I get a lot of comments and emails from docs, and spend a fair amount of time on both physician-specific and financial forums. I’m often surprised to see doctors carrying debt that I see as completely unnecessary.
A Car Loan
The classic example is a car loan. It might be an attending physician several years out of residency going through their financials and they list a $5K car loan. Assuming no working spouse, this person grosses $15-30K a month. How long should it take to pay off a $5K car loan? Well, when does your next paycheck arrive? That’s when it should be paid off. I’d be embarrassed to say I’m in debt for a car. Broke people have car loans. People with an income of $200-400K shouldn’t be broke unless they have terrible money management skills. Therefore, if you are a doctor with a car loan, you probably have terrible money management skills. The status symbol isn’t driving a fancy car; it’s driving a paid-for car.
Credit Card Debt
The other silly debt I occasionally see doctors list is credit card debt. Now, take pretty much anything that came in the mail from a credit card company. Turn it over and look for a big box on the back. Read that box.
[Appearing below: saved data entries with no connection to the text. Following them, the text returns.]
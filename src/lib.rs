// Only allow lints that are either transitive-dependency noise or
// genuinely opinionated style choices that don't indicate real issues.
#![allow(
    // Transitive dependency version mismatches we can't control
    clippy::multiple_crate_versions,
    // module_name_repetitions is pure style preference (e.g. image::ImageCache)
    clippy::module_name_repetitions
)]

//! # mdvis
//!
//! A terminal markdown visualizer.
//!
//! The markdown file is parsed once into a read-only document tree. Every
//! frame the tree is walked again to declare a tree of flexbox boxes, which
//! is laid out, flattened into drawing commands and rasterized into the
//! terminal. Nothing from a frame's layout outlives the frame except scroll
//! offsets, hover state and text measurements.
//!
//! ## Modules
//!
//! - [`document`]: Markdown parsing and the document tree
//! - [`render`]: Block renderer and line packer
//! - [`layout`]: Box tree, layout engine and render commands
//! - [`image`]: Image cache and terminal graphics detection
//! - [`ui`]: Styles, rasterizer and debug overlay
//! - [`app`]: Frame controller, input and the event loop
//! - [`config`]: Saved default flags
//! - [`perf`]: Timing scopes

pub mod app;
pub mod config;
pub mod document;
pub mod image;
pub mod layout;
pub mod perf;
pub mod render;
pub mod ui;

/// Re-export commonly used types
pub mod prelude {
    pub use crate::app::{App, FrameController, FrameInput, FrameOptions};
    pub use crate::document::DocumentTree;
    pub use crate::layout::{LayoutBuilder, LayoutState, RenderCommand};
}
//! Markdown document parsing.
//!
//! This module handles:
//! - Parsing markdown with comrak
//! - Translating the AST into a flat enter/leave event stream
//! - Building the persistent document tree the renderer walks every frame

mod builder;
mod events;
mod tree;

pub use builder::{TreeBuilder, TreeError};
pub use events::{Event, MarkdownEvents, markdown_options, parse_events};
pub use tree::{
    BlockKind, Bullet, Children, Descendants, DocumentTree, Node, NodeId, NodeKind, SpanKind, TextKind,
    TextNode,
};
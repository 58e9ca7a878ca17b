//! Lightweight timing scopes.
//!
//! Scopes are free when perf logging is off. When on, each scope reports its
//! elapsed time through `tracing` under the `mdvis::perf` target.

use std::sync::atomic::{AtomicBool, Ordering};
use std::time::Instant;

static ENABLED: AtomicBool = AtomicBool::new(false);

/// Logs the time between its creation and drop.
#[derive(Debug)]
#[must_use = "a scope measures until it is dropped"]
pub struct Scope {
    name: &'static str,
    start: Instant,
}

impl Scope {
    pub fn elapsed_ms(&self) -> f64 {
        self.start.elapsed().as_secs_f64() * 1000.0
    }
}

impl Drop for Scope {
    fn drop(&mut self) {
        if !is_enabled() {
            return;
        }
        tracing::info!(scope = self.name, elapsed_ms = self.elapsed_ms(), "timing");
    }
}

pub fn set_enabled(enabled: bool) {
    ENABLED.store(enabled, Ordering::Relaxed);
}

pub fn is_enabled() -> bool {
    ENABLED.load(Ordering::Relaxed)
}

pub fn scope(name: &'static str) -> Scope {
    Scope {
        name,
        start: Instant::now(),
    }
}
use std::io::{Write, stdout};
use std::time::{Duration, Instant};

use anyhow::{Context, Result};
use crossterm::event::{
    self, DisableMouseCapture, EnableMouseCapture, KeyboardEnhancementFlags,
    PopKeyboardEnhancementFlags, PushKeyboardEnhancementFlags,
};
use crossterm::execute;
use ratatui::DefaultTerminal;

use crate::app::App;
use crate::app::frame::{FrameController, FrameOptions};
use crate::app::input::{Action, FrameInput};
use crate::document::DocumentTree;
use crate::image::ImageCache;
use crate::ui::{rasterize, render_debug_overlay};

/// Poll timeout while scrolling is animating.
const ANIMATION_POLL: Duration = Duration::from_millis(16);
/// Poll timeout while idle.
const IDLE_POLL: Duration = Duration::from_millis(250);
/// Longest frame step fed to the scroller, so a frame after idling does not
/// count the idle time as hold time.
const MAX_FRAME_DT: f32 = 0.25;

impl App {
    /// Run the viewer until the user quits.
    ///
    /// # Errors
    ///
    /// Returns an error if the file cannot be read or parsed, if terminal
    /// initialization fails, or if a frame cannot be laid out or drawn.
    pub fn run(&mut self) -> Result<()> {
        let _run_scope = crate::perf::scope("app.run.total");

        // Create image picker BEFORE initializing terminal (queries stdio)
        let picker = if self.images_enabled {
            let _picker_scope = crate::perf::scope("app.create_picker");
            crate::image::create_picker(self.force_half_cell)
        } else {
            None
        };

        let read_scope = crate::perf::scope("app.read_file");
        let source = std::fs::read_to_string(&self.file_path)
            .with_context(|| format!("Failed to read {}", self.file_path.display()))?;
        let tree = DocumentTree::parse(&source)
            .with_context(|| format!("Failed to parse {}", self.file_path.display()))?;
        drop(read_scope);

        let base_dir = self
            .file_path
            .parent()
            .map(std::path::Path::to_path_buf)
            .unwrap_or_default();
        let images = ImageCache::new(base_dir, picker);
        let mut controller = FrameController::new(
            tree,
            images,
            FrameOptions {
                palette: self.palette,
                font_size: self.font_size,
                debug: self.debug,
            },
        );

        let init_scope = crate::perf::scope("app.ratatui_init");
        let mut terminal = ratatui::try_init()
            .context("Failed to initialize terminal; mdvis requires an interactive terminal")?;
        execute!(stdout(), EnableMouseCapture)?;
        set_mouse_motion_tracking(true)?;
        let release_events = matches!(crossterm::terminal::supports_keyboard_enhancement(), Ok(true));
        if release_events {
            execute!(
                stdout(),
                PushKeyboardEnhancementFlags(KeyboardEnhancementFlags::REPORT_EVENT_TYPES)
            )?;
        }
        drop(init_scope);
        tracing::debug!(release_events, truecolor = self.truecolor, "terminal initialized");

        let result = self.event_loop(&mut terminal, &mut controller, release_events);

        // Restore terminal
        if release_events {
            let _ = execute!(stdout(), PopKeyboardEnhancementFlags);
        }
        let _ = set_mouse_motion_tracking(false);
        let _ = execute!(stdout(), DisableMouseCapture);
        ratatui::restore();

        result
    }

    fn event_loop(
        &self,
        terminal: &mut DefaultTerminal,
        controller: &mut FrameController,
        release_events: bool,
    ) -> Result<()> {
        let size = terminal.size()?;
        let mut input = FrameInput::new((size.width, size.height));
        let mut last_frame = Instant::now();
        let mut needs_frame = true;
        let truecolor = self.truecolor;

        loop {
            let poll = if needs_frame {
                Duration::ZERO
            } else if controller.is_animating(&input) {
                ANIMATION_POLL
            } else {
                IDLE_POLL
            };
            if event::poll(poll)? {
                needs_frame |= input.handle_event(&event::read()?, release_events);

                // Coalesce bursts into a single frame.
                while event::poll(Duration::ZERO)? {
                    needs_frame |= input.handle_event(&event::read()?, release_events);
                }
            }

            if input.actions.contains(&Action::Quit) {
                return Ok(());
            }
            needs_frame |= controller.is_animating(&input);
            if !needs_frame {
                continue;
            }

            let now = Instant::now();
            input.dt = now.duration_since(last_frame).as_secs_f32().min(MAX_FRAME_DT);
            last_frame = now;

            let palette = *controller.palette();
            controller.frame(&input, |commands, images, debug| {
                terminal.draw(|frame| {
                    let buf = frame.buffer_mut();
                    rasterize(commands, buf, images, &palette, truecolor);
                    if let Some(info) = debug {
                        render_debug_overlay(info, buf);
                    }
                })?;
                Ok(())
            })?;
            input.end_frame();
            needs_frame = false;

            if controller.should_quit() {
                return Ok(());
            }
        }
    }
}

fn set_mouse_motion_tracking(enable: bool) -> std::io::Result<()> {
    // Request any-event mouse motion reporting (1003) with SGR encoding (1006)
    // so hover works without a button held.
    let mut out = stdout();
    if enable {
        out.write_all(b"\x1b[?1003h\x1b[?1006h")?;
    } else {
        out.write_all(b"\x1b[?1003l\x1b[?1006l")?;
    }
    out.flush()
}
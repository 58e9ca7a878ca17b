use crossterm::event::{
    Event, KeyCode, KeyEvent, KeyEventKind, KeyEventState, KeyModifiers, MouseButton, MouseEvent,
    MouseEventKind,
};
use tempfile::{TempDir, tempdir};

use crate::document::DocumentTree;
use crate::image::ImageCache;
use crate::layout::{CommandKind, Vector2};
use crate::ui::style::{BASE_FONT_SIZE, MAX_FONT_SIZE, MIN_FONT_SIZE};

use super::input::translate_key;
use super::*;

fn key(code: KeyCode, kind: KeyEventKind) -> Event {
    Event::Key(KeyEvent {
        code,
        modifiers: KeyModifiers::NONE,
        kind,
        state: KeyEventState::NONE,
    })
}

fn press(code: KeyCode) -> Event {
    key(code, KeyEventKind::Press)
}

fn mouse(kind: MouseEventKind, column: u16, row: u16) -> Event {
    Event::Mouse(MouseEvent {
        kind,
        column,
        row,
        modifiers: KeyModifiers::NONE,
    })
}

fn long_document() -> String {
    let mut md = String::from("# Test Document\n\n");
    for i in 1..=50 {
        md.push_str(&format!("Line {i} of content.\n\n"));
    }
    md
}

fn create_controller(md: &str) -> (FrameController, TempDir) {
    let dir = tempdir().unwrap();
    let tree = DocumentTree::parse(md).unwrap();
    let images = ImageCache::new(dir.path(), None);
    (
        FrameController::new(tree, images, FrameOptions::default()),
        dir,
    )
}

fn run_frame(controller: &mut FrameController, input: &FrameInput) -> Vec<String> {
    let mut texts = Vec::new();
    controller
        .frame(input, |commands, _, _| {
            texts = commands
                .iter()
                .filter_map(|c| match c.kind {
                    CommandKind::Text { text, .. } => Some(text.to_string()),
                    _ => None,
                })
                .collect();
            Ok(())
        })
        .unwrap();
    texts
}

fn input_with(actions: &[Action]) -> FrameInput {
    let mut input = FrameInput::new((80, 24));
    input.actions.extend_from_slice(actions);
    input.dt = 0.016;
    input
}

// ---------------------------------------------------------------------------
// input translation

#[test]
fn test_translate_key_maps_actions() {
    let plain = |code| KeyEvent::new(code, KeyModifiers::NONE);
    assert_eq!(translate_key(plain(KeyCode::Char('q'))), Some(Action::Quit));
    assert_eq!(
        translate_key(plain(KeyCode::Char('='))),
        Some(Action::IncreaseFont)
    );
    assert_eq!(
        translate_key(plain(KeyCode::Char('+'))),
        Some(Action::IncreaseFont)
    );
    assert_eq!(
        translate_key(plain(KeyCode::Char('-'))),
        Some(Action::DecreaseFont)
    );
    assert_eq!(translate_key(plain(KeyCode::Char('0'))), Some(Action::ResetFont));
    assert_eq!(translate_key(plain(KeyCode::Backspace)), Some(Action::ToggleDebug));
    assert_eq!(translate_key(plain(KeyCode::Char('g'))), Some(Action::ScrollToTop));
    assert_eq!(
        translate_key(plain(KeyCode::Char('G'))),
        Some(Action::ScrollToBottom)
    );
    assert_eq!(translate_key(plain(KeyCode::Char('x'))), None);
}

#[test]
fn test_ctrl_c_quits() {
    let event = KeyEvent::new(KeyCode::Char('c'), KeyModifiers::CONTROL);
    assert_eq!(translate_key(event), Some(Action::Quit));
    let event = KeyEvent::new(KeyCode::Char('q'), KeyModifiers::CONTROL);
    assert_eq!(translate_key(event), None);
}

#[test]
fn test_scroll_key_press_and_release_with_release_events() {
    let mut input = FrameInput::new((80, 24));
    assert!(input.handle_event(&press(KeyCode::Char('j')), true));
    assert!(input.keys.is_held(ScrollKey::Down));
    assert!(input.keys.was_pressed(ScrollKey::Down));
    assert!(input.actions.is_empty());

    input.end_frame();
    assert!(input.keys.is_held(ScrollKey::Down));
    assert!(!input.keys.was_pressed(ScrollKey::Down));

    // Terminal repeat of a held key is not a new edge
    assert!(!input.handle_event(&key(KeyCode::Char('j'), KeyEventKind::Repeat), true));
    assert!(!input.keys.was_pressed(ScrollKey::Down));

    assert!(input.handle_event(&key(KeyCode::Char('j'), KeyEventKind::Release), true));
    assert!(!input.keys.is_held(ScrollKey::Down));
}

#[test]
fn test_scroll_key_without_release_events_is_edge_only() {
    let mut input = FrameInput::new((80, 24));
    input.handle_event(&press(KeyCode::Char('k')), false);
    assert!(input.keys.was_pressed(ScrollKey::Up));
    assert!(!input.keys.is_held(ScrollKey::Up));

    input.end_frame();
    input.handle_event(&press(KeyCode::Char('k')), false);
    assert!(input.keys.was_pressed(ScrollKey::Up));
}

#[test]
fn test_mouse_events_update_pointer_and_wheel() {
    let mut input = FrameInput::new((80, 24));
    input.handle_event(&mouse(MouseEventKind::Moved, 10, 5), false);
    assert_eq!(input.pointer, Some((10.0, 5.0)));

    input.handle_event(&mouse(MouseEventKind::ScrollDown, 10, 5), false);
    input.handle_event(&mouse(MouseEventKind::ScrollDown, 10, 5), false);
    input.handle_event(&mouse(MouseEventKind::ScrollLeft, 10, 5), false);
    assert_eq!(input.wheel, Vector2::new(1.0, -2.0));

    input.handle_event(&mouse(MouseEventKind::Down(MouseButton::Left), 3, 4), false);
    assert!(input.pointer_down);
    input.handle_event(&mouse(MouseEventKind::Up(MouseButton::Left), 3, 4), false);
    assert!(!input.pointer_down);

    input.end_frame();
    assert!(input.wheel.is_zero());
    assert_eq!(input.pointer, Some((3.0, 4.0)));
}

#[test]
fn test_resize_event_updates_window() {
    let mut input = FrameInput::new((80, 24));
    assert!(input.handle_event(&Event::Resize(100, 30), false));
    assert_eq!(input.window, (100, 30));
    assert!(!input.handle_event(&Event::FocusGained, false));
}

// ---------------------------------------------------------------------------
// key scroller

fn drain(scroller: &mut KeyScroller, keys: &KeyboardState, dt: f32, frames: usize) -> Vector2 {
    let mut total = Vector2::ZERO;
    for _ in 0..frames {
        if let Some(delta) = scroller.update(keys, 40.0, dt) {
            total.x += delta.x;
            total.y += delta.y;
        }
    }
    total
}

#[test]
fn test_press_edge_scrolls_immediately() {
    let mut scroller = KeyScroller::new();
    let mut keys = KeyboardState::default();
    keys.press(ScrollKey::Down, false);

    let first = scroller.update(&keys, 40.0, 0.016).unwrap();
    assert!(first.y < 0.0);
    assert_eq!(first.x, 0.0);
}

#[test]
fn test_single_nudge_totals_small_step() {
    let mut scroller = KeyScroller::new();
    let mut keys = KeyboardState::default();
    keys.press(ScrollKey::Down, false);
    let mut total = drain(&mut scroller, &keys, 0.016, 1);
    keys.clear_edges();
    let rest = drain(&mut scroller, &keys, 0.016, 200);
    total.y += rest.y;

    // 3% of 40 rows, minus the tail below the emit threshold
    assert!((total.y + 1.2).abs() < 0.1, "total {}", total.y);
    assert!(!scroller.is_moving());
}

#[test]
fn test_half_page_keys_move_half_the_viewport() {
    let mut scroller = KeyScroller::new();
    let mut keys = KeyboardState::default();
    keys.press(ScrollKey::HalfPageUp, false);
    let mut total = drain(&mut scroller, &keys, 0.016, 1);
    keys.clear_edges();
    total.y += drain(&mut scroller, &keys, 0.016, 300).y;
    assert!((total.y - 20.0).abs() < 0.2, "total {}", total.y);
}

#[test]
fn test_horizontal_keys_scroll_sideways() {
    let mut scroller = KeyScroller::new();
    let mut keys = KeyboardState::default();
    keys.press(ScrollKey::Left, false);
    let delta = scroller.update(&keys, 40.0, 0.016).unwrap();
    assert!(delta.x > 0.0);
    assert_eq!(delta.y, 0.0);

    let mut scroller = KeyScroller::new();
    let mut keys = KeyboardState::default();
    keys.press(ScrollKey::Right, false);
    assert!(scroller.update(&keys, 40.0, 0.016).unwrap().x < 0.0);
}

#[test]
fn test_hold_waits_before_repeating() {
    let mut scroller = KeyScroller::new();
    let mut keys = KeyboardState::default();
    keys.press(ScrollKey::Down, true);
    let mut total = drain(&mut scroller, &keys, 0.05, 1);
    keys.clear_edges();

    // Held for 0.25 s: still inside the initial delay
    total.y += drain(&mut scroller, &keys, 0.05, 5).y;
    keys.release(ScrollKey::Down);
    total.y += drain(&mut scroller, &keys, 0.05, 100).y;
    assert!((total.y + 1.2).abs() < 0.1, "total {}", total.y);
}

#[test]
fn test_hold_repeats_after_delay() {
    let mut scroller = KeyScroller::new();
    let mut keys = KeyboardState::default();
    keys.press(ScrollKey::Down, true);
    let mut total = drain(&mut scroller, &keys, 0.05, 1);
    keys.clear_edges();

    // One second of holding: delay, then a repeat roughly every 0.1 s
    total.y += drain(&mut scroller, &keys, 0.05, 20).y;
    keys.release(ScrollKey::Down);
    total.y += drain(&mut scroller, &keys, 0.05, 100).y;
    assert!(total.y < -1.2 * 4.0, "total {}", total.y);
}

#[test]
fn test_stop_clears_motion() {
    let mut scroller = KeyScroller::new();
    let mut keys = KeyboardState::default();
    keys.press(ScrollKey::HalfPageDown, false);
    scroller.update(&keys, 40.0, 0.016);
    assert!(scroller.is_moving());
    scroller.stop();
    assert!(!scroller.is_moving());
    keys.clear_edges();
    assert_eq!(scroller.update(&keys, 40.0, 0.016), None);
}

// ---------------------------------------------------------------------------
// frame controller

#[test]
fn test_char_budget_follows_width_and_font() {
    assert_eq!(char_budget(120, 22).get(), 120);
    assert_eq!(char_budget(120, 44).get(), 60);
    assert_eq!(char_budget(80, 11).get(), 160);
    assert_eq!(char_budget(0, 22).get(), 1);
}

#[test]
fn test_frame_presents_document_text() {
    let (mut controller, _dir) = create_controller("# Hello\n\nSome body text.");
    let texts = run_frame(&mut controller, &input_with(&[]));
    assert_eq!(texts, vec!["Hello", "Some body text."]);
    assert_eq!(controller.char_budget().get(), 80);
}

#[test]
fn test_wheel_scrolls_three_rows_per_notch() {
    let (mut controller, _dir) = create_controller(&long_document());
    run_frame(&mut controller, &input_with(&[]));

    let mut input = input_with(&[]);
    input.wheel = Vector2::new(0.0, -1.0);
    run_frame(&mut controller, &input);
    let offset = controller.state().root_scroll().unwrap().offset;
    assert_eq!(offset.y, -WHEEL_ROWS);

    input.wheel = Vector2::new(0.0, 5.0);
    run_frame(&mut controller, &input);
    assert_eq!(controller.state().root_scroll().unwrap().offset.y, 0.0);
}

#[test]
fn test_wheel_takes_priority_over_keys() {
    let (mut controller, _dir) = create_controller(&long_document());
    run_frame(&mut controller, &input_with(&[]));

    let mut input = input_with(&[]);
    input.wheel = Vector2::new(0.0, -1.0);
    input.keys.press(ScrollKey::HalfPageDown, false);
    run_frame(&mut controller, &input);
    assert_eq!(controller.state().root_scroll().unwrap().offset.y, -WHEEL_ROWS);
    assert!(!controller.is_animating(&input_with(&[])));
}

#[test]
fn test_key_scroll_moves_document() {
    let (mut controller, _dir) = create_controller(&long_document());
    run_frame(&mut controller, &input_with(&[]));

    let mut input = input_with(&[]);
    input.keys.press(ScrollKey::HalfPageDown, false);
    run_frame(&mut controller, &input);
    input.end_frame();
    assert!(controller.is_animating(&input));
    for _ in 0..200 {
        run_frame(&mut controller, &input);
    }
    let offset = controller.state().root_scroll().unwrap().offset.y;
    assert!((offset + 12.0).abs() < 0.5, "offset {offset}");
}

#[test]
fn test_scroll_to_bottom_and_top() {
    let (mut controller, _dir) = create_controller(&long_document());
    run_frame(&mut controller, &input_with(&[]));

    run_frame(&mut controller, &input_with(&[Action::ScrollToBottom]));
    let root = controller.state().root_scroll().unwrap();
    assert!(root.max_scroll().y > 0.0);
    assert_eq!(root.offset.y, -root.max_scroll().y);

    let texts = run_frame(&mut controller, &input_with(&[]));
    assert!(texts.contains(&"Line 50 of content.".to_string()));
    assert!(!texts.contains(&"Test Document".to_string()));

    run_frame(&mut controller, &input_with(&[Action::ScrollToTop]));
    assert_eq!(controller.state().root_scroll().unwrap().offset.y, 0.0);
}

#[test]
fn test_font_actions_step_clamp_and_reset() {
    let (mut controller, _dir) = create_controller("text");
    run_frame(&mut controller, &input_with(&[Action::IncreaseFont]));
    assert_eq!(controller.font_size(), BASE_FONT_SIZE + 2);
    assert_eq!(controller.char_budget(), char_budget(80, BASE_FONT_SIZE + 2));

    let many_up = vec![Action::IncreaseFont; 40];
    run_frame(&mut controller, &input_with(&many_up));
    assert_eq!(controller.font_size(), MAX_FONT_SIZE);

    let many_down = vec![Action::DecreaseFont; 40];
    run_frame(&mut controller, &input_with(&many_down));
    assert_eq!(controller.font_size(), MIN_FONT_SIZE);

    run_frame(&mut controller, &input_with(&[Action::ResetFont]));
    assert_eq!(controller.font_size(), BASE_FONT_SIZE);
}

#[test]
fn test_debug_toggle_passes_overlay_info() {
    let (mut controller, _dir) = create_controller("# Title\n\nbody");
    let mut seen = None;
    controller
        .frame(&input_with(&[Action::ToggleDebug]), |commands, _, debug| {
            seen = debug.copied().map(|info| (info, commands.len()));
            Ok(())
        })
        .unwrap();
    let (info, count) = seen.unwrap();
    assert_eq!(info.commands, count);
    assert!(info.elements > 0);
    assert_eq!(info.font_size, BASE_FONT_SIZE);
    assert_eq!(info.char_budget, 80);

    controller
        .frame(&input_with(&[Action::ToggleDebug]), |_, _, debug| {
            assert!(debug.is_none());
            Ok(())
        })
        .unwrap();
}

#[test]
fn test_quit_action_sets_flag() {
    let (mut controller, _dir) = create_controller("text");
    assert!(!controller.should_quit());
    run_frame(&mut controller, &input_with(&[Action::Quit]));
    assert!(controller.should_quit());
}

#[test]
fn test_capacity_errors_grow_and_retry() {
    let (controller, _dir) = create_controller(&long_document());
    let mut controller = controller.with_layout_capacity(4, 2);
    let texts = run_frame(&mut controller, &input_with(&[]));
    assert!(!texts.is_empty());
    assert!(controller.state().max_elements() > 4);
    assert!(controller.state().max_measured_text() > 2);
}

#[test]
fn test_present_error_propagates() {
    let (mut controller, _dir) = create_controller("text");
    let result = controller.frame(&input_with(&[]), |_, _, _| anyhow::bail!("draw failed"));
    assert_eq!(result.unwrap_err().to_string(), "draw failed");
}

#[test]
fn test_frames_are_repeatable() {
    let (mut controller, _dir) = create_controller(&long_document());
    let first = run_frame(&mut controller, &input_with(&[]));
    let second = run_frame(&mut controller, &input_with(&[]));
    assert_eq!(first, second);
}

#[test]
fn test_deeply_nested_quotes_render_without_overflow() {
    // Run on a main-thread sized stack; test threads default to 2 MiB.
    let handle = std::thread::Builder::new()
        .stack_size(8 * 1024 * 1024)
        .spawn(|| {
            let md = format!("{}deep\n\nafter\n", "> ".repeat(1500));
            let (mut controller, _dir) = create_controller(&md);
            run_frame(&mut controller, &input_with(&[]))
        })
        .unwrap();
    let texts = handle.join().unwrap();
    assert!(!texts.iter().any(|t| t == "deep"));
    assert!(texts.iter().any(|t| t == "after"));
}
Somewhere in that box it will tell you that borrowing money from that credit card will cost you somewhere between 15% and 30%. Now, if I could find an investment that paid 15-30%, I would buy as much of it as I could, take out a home equity loan and send my kids out to shovel driveways (it’s December as I write this) to get extra cash to invest. If you are carrying credit card debt, you are somebody’s awesome investment. As my 6 year old will tell you, interest is something you should get, not give.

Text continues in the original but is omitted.